Besides the insurance project mentioned above, two great political questions have engaged the attention of the Swiss.
a. State Purchase of the Railways.—In 1891 the purchase of the Central railway was rejected by a popular vote, but in 1898, by the aid of various baits thrown out, the people were induced to accept the principle of the purchase by the Confederation of the five great Swiss railway lines—three in 1901, viz. the Central, the North-Eastern, and the United Swiss lines; one (the Jura-Simplon) in 1903, and one (the St Gotthard line) in 1909, this delay being due to international conventions that still have some years to run. Further, very important economical consequences, e.g. as to strikes, may be expected to result from the transformation of all railway officials of whatever grade into state servants, who may naturally be expected to vote (as in other cases) for their employers, and so greatly increase the strength of the Centralist political party.
b. The “Double Initiative.”—This phrase denotes two purely political reforms that have been coupled together, though in reality they are by no means inseparable. One is the introduction of proportional representation (within the several cantons) into the elections for the National Council of the Federal parliament, the object being thus to secure for several large minorities a number of M.P.’s more in accordance with the size of those minorities in the country than is now possible under the regime of pure majorities: naturally these minorities would then receive a proper share of political power in the senate house, instead of merely exerting great political influence in the country, while if they were thus strengthened in the legislature they would soon be able to claim the right of naming several members of the Federal executive, thus making both legislature and executive a mirror of the actual political situation of the country, instead of the preserve of one political party.
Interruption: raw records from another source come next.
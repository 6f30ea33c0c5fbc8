//! HTTP protocol handling subsystem.
//!
//! # Data Flow
//! ```text
//! TCP/TLS connection
//!     → server.rs (Axum setup, HTTP/1.1 + HTTP/2, request ID, tracing)
//!     → request.rs (read-only request descriptor)
//!     → [routing layer classifies and dispatches]
//!     → websocket.rs (handshake for socket-tunneled RPC)
//!     → assets.rs (static client bundle)
//!     → Send to client
//! ```

pub mod assets;
pub mod request;
pub mod server;
pub mod websocket;

pub use assets::{AssetResponder, StaticResponder};
pub use request::{RequestDescriptor, UuidRequestId, X_REQUEST_ID};
pub use server::{HttpServer, ServerError, SHUTDOWN_GRACE};
pub use websocket::{accept_rpc_socket, GRPC_WEBSOCKETS_PROTOCOL};
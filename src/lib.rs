//! Single-port front door for browser-facing RPC services.
//!
//! One listener serves three kinds of traffic: gRPC / gRPC-Web calls,
//! RPC tunneled over a websocket, and the static client bundle.
//!
//! # Architecture Overview
//!
//! ```text
//!                         ┌──────────────────────────────────────────────────┐
//!     Client Request      │  ┌──────────┐   ┌─────────┐   ┌──────────────┐   │
//!     ────────────────────┼─▶│   net    │──▶│  http   │──▶│   routing    │   │
//!                         │  │ listener │   │ server  │   │  classifier  │   │
//!                         │  │  + tls   │   │         │   └──────┬───────┘   │
//!                         │  └──────────┘   └─────────┘          ▼           │
//!                         │                               ┌──────────────┐   │
//!                         │                               │  dispatcher  │   │
//!                         │                               └──┬────┬────┬─┘   │
//!                         │                     preflight ◀────┘    │    └──▶ assets
//!                         │                  (security::origin)     ▼        │
//!                         │                                   rpc engine     │
//!                         │                              (framed / socket)   │
//!                         │                                                  │
//!                         │  Cross-cutting: config, observability, lifecycle │
//!                         └──────────────────────────────────────────────────┘
//! ```
//!
//! Every request is classified exactly once and handed to exactly one
//! collaborator; the origin decision is merged into whatever comes back.

// Core subsystems
pub mod config;
pub mod http;
pub mod net;
pub mod routing;
pub mod rpc;

// Cross-cutting concerns
pub mod lifecycle;
pub mod observability;
pub mod security;

pub use config::GatewayConfig;
pub use http::HttpServer;
pub use lifecycle::Shutdown;
pub use routing::{Classification, Dispatcher};
pub use rpc::{RpcEngine, RpcHandler, ServiceRegistry};
//! Lifecycle management subsystem.
//!
//! # Data Flow
//! ```text
//! Startup (main.rs):
//!     Load config → Validate → Logging/metrics → Build server → Bind → Serve
//!
//! Shutdown (shutdown.rs):
//!     Signal received → Stop accepting → Drain connections → Exit
//!
//! Signals (signals.rs):
//!     SIGTERM/SIGINT → Trigger graceful shutdown
//! ```
//!
//! # Design Decisions
//! - Fail fast: any startup error is fatal
//! - Listener binds last, so traffic only arrives once every collaborator exists
//! - Shutdown has a deadline: connections still open after the grace period are dropped

pub mod shutdown;
pub mod signals;

pub use shutdown::Shutdown;
pub use signals::wait_for_signal;
//! Configuration schema definitions.
//!
//! This module defines the complete configuration structure for the gateway.
//! All types derive Serde traits for deserialization from config files.

use std::path::PathBuf;

use serde::{Deserialize, Serialize};

/// Root configuration for the gateway.
#[derive(Debug, Clone, Deserialize, Serialize, Default)]
#[serde(default)]
pub struct GatewayConfig {
    /// Listener configuration (bind address, TLS).
    pub listener: ListenerConfig,

    /// Per-connection timeouts.
    pub timeouts: TimeoutConfig,

    /// Cross-origin policy.
    pub cors: CorsConfig,

    /// Static client bundle.
    pub assets: AssetsConfig,

    /// Observability settings.
    pub observability: ObservabilityConfig,
}

/// Listener configuration.
#[derive(Debug, Clone, Deserialize, Serialize)]
#[serde(default)]
pub struct ListenerConfig {
    /// Bind address (e.g., "127.0.0.1:10000").
    pub bind_address: String,

    /// Optional TLS configuration. Plaintext when absent.
    pub tls: Option<TlsConfig>,

    /// Maximum concurrent connections (backpressure).
    pub max_connections: usize,
}

impl Default for ListenerConfig {
    fn default() -> Self {
        Self {
            bind_address: "127.0.0.1:10000".to_string(),
            tls: None,
            max_connections: 10_000,
        }
    }
}

/// TLS configuration for the listener.
#[derive(Debug, Clone, Deserialize, Serialize)]
pub struct TlsConfig {
    /// Path to certificate chain file (PEM).
    pub cert_path: PathBuf,

    /// Path to private key file (PEM).
    pub key_path: PathBuf,

    /// Key exchange groups, most preferred first.
    #[serde(default = "default_curves")]
    pub curve_preferences: Vec<Curve>,

    /// Pick the cipher suite by server order instead of the client's.
    #[serde(default = "default_true")]
    pub prefer_server_cipher_suites: bool,
}

impl TlsConfig {
    /// TLS from a certificate/key pair with default curves and server cipher order.
    pub fn new(cert_path: impl Into<PathBuf>, key_path: impl Into<PathBuf>) -> Self {
        Self {
            cert_path: cert_path.into(),
            key_path: key_path.into(),
            curve_preferences: default_curves(),
            prefer_server_cipher_suites: true,
        }
    }
}

/// Named key exchange groups accepted in `curve_preferences`.
#[derive(Debug, Clone, Copy, PartialEq, Eq, Deserialize, Serialize)]
pub enum Curve {
    #[serde(rename = "P-256")]
    P256,
    #[serde(rename = "P-384")]
    P384,
    #[serde(rename = "X25519")]
    X25519,
}

fn default_curves() -> Vec<Curve> {
    vec![Curve::P256, Curve::X25519]
}

fn default_true() -> bool {
    true
}

/// Timeout configuration for client connections.
#[derive(Debug, Clone, Deserialize, Serialize)]
#[serde(default)]
pub struct TimeoutConfig {
    /// Time allowed for a client to send the full request head, in seconds.
    pub read_header_secs: u64,

    /// Connections with no request in flight and no traffic for this long
    /// are closed, in seconds. Upgraded sockets are never closed as idle.
    pub idle_secs: u64,
}

impl Default for TimeoutConfig {
    fn default() -> Self {
        Self {
            read_header_secs: 5,
            idle_secs: 120,
        }
    }
}

/// Cross-origin policy configuration.
///
/// `allowed_origins = ["*"]` selects the permissive policy; anything else
/// is treated as an exact-match allow-list.
#[derive(Debug, Clone, Deserialize, Serialize)]
#[serde(default)]
pub struct CorsConfig {
    pub allowed_origins: Vec<String>,
    pub allowed_methods: Vec<String>,
    pub allowed_headers: Vec<String>,
}

impl CorsConfig {
    /// Whether the configuration selects the allow-everything policy.
    pub fn is_permissive(&self) -> bool {
        self.allowed_origins.len() == 1 && self.allowed_origins[0] == "*"
    }
}

impl Default for CorsConfig {
    fn default() -> Self {
        Self {
            allowed_origins: vec!["*".to_string()],
            allowed_methods: ["GET", "POST", "OPTIONS", "PUT", "DELETE"]
                .iter()
                .map(|m| m.to_string())
                .collect(),
            allowed_headers: [
                "Accept",
                "Content-Type",
                "Content-Length",
                "Accept-Encoding",
                "X-CSRF-Token",
                "Authorization",
                "x-grpc-web",
            ]
            .iter()
            .map(|h| h.to_string())
            .collect(),
        }
    }
}

/// Static client bundle configuration.
#[derive(Debug, Clone, Deserialize, Serialize)]
#[serde(default)]
pub struct AssetsConfig {
    /// Directory holding the client bundle.
    pub root: PathBuf,

    /// Document served for directory-style paths (ending in `/`).
    pub index_file: String,

    /// Serve `<file>.gz` when the client accepts gzip.
    pub precompressed_gzip: bool,
}

impl Default for AssetsConfig {
    fn default() -> Self {
        Self {
            root: PathBuf::from("frontend/html"),
            index_file: "index.html".to_string(),
            precompressed_gzip: true,
        }
    }
}

/// Log output format.
#[derive(Debug, Clone, Copy, PartialEq, Eq, Deserialize, Serialize, Default)]
#[serde(rename_all = "lowercase")]
pub enum LogFormat {
    /// Human readable, colored.
    #[default]
    Text,
    /// One JSON object per event.
    Json,
}

/// Observability configuration.
#[derive(Debug, Clone, Deserialize, Serialize)]
#[serde(default)]
pub struct ObservabilityConfig {
    /// Log level (trace, debug, info, warn, error).
    pub log_level: String,

    /// Log output format.
    pub log_format: LogFormat,

    /// Enable the Prometheus metrics endpoint.
    pub metrics_enabled: bool,

    /// Metrics endpoint bind address.
    pub metrics_address: String,
}

impl Default for ObservabilityConfig {
    fn default() -> Self {
        Self {
            log_level: "debug".to_string(),
            log_format: LogFormat::Text,
            metrics_enabled: false,
            metrics_address: "127.0.0.1:9090".to_string(),
        }
    }
}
The other reform is the election of the members of the Federal executive by popular vote, the whole body of voters voting, not by cantons, but as a single electoral constituency. This would put an end to the “lobbying” that goes on previously to the election of a member of the executive by the two houses of the Federal parliament sitting jointly in Congress; but, on the other hand, it might stereotype the present system of electing members of the executive by the majority system, and so reduce large minorities to political impotence. The “double initiative” scheme was launched in the beginning of 1899, and by the beginning of the following July secured more than the requisite number of signatures (50,000), the first-named item having been supported by nearly 65,000 citizens, and the second item by 56,000. Hence the Federal parliament was bound to take these two reforms into formal consideration, but in June 1900 it rejected both, and this decision was confirmed by a popular vote taken in the following November.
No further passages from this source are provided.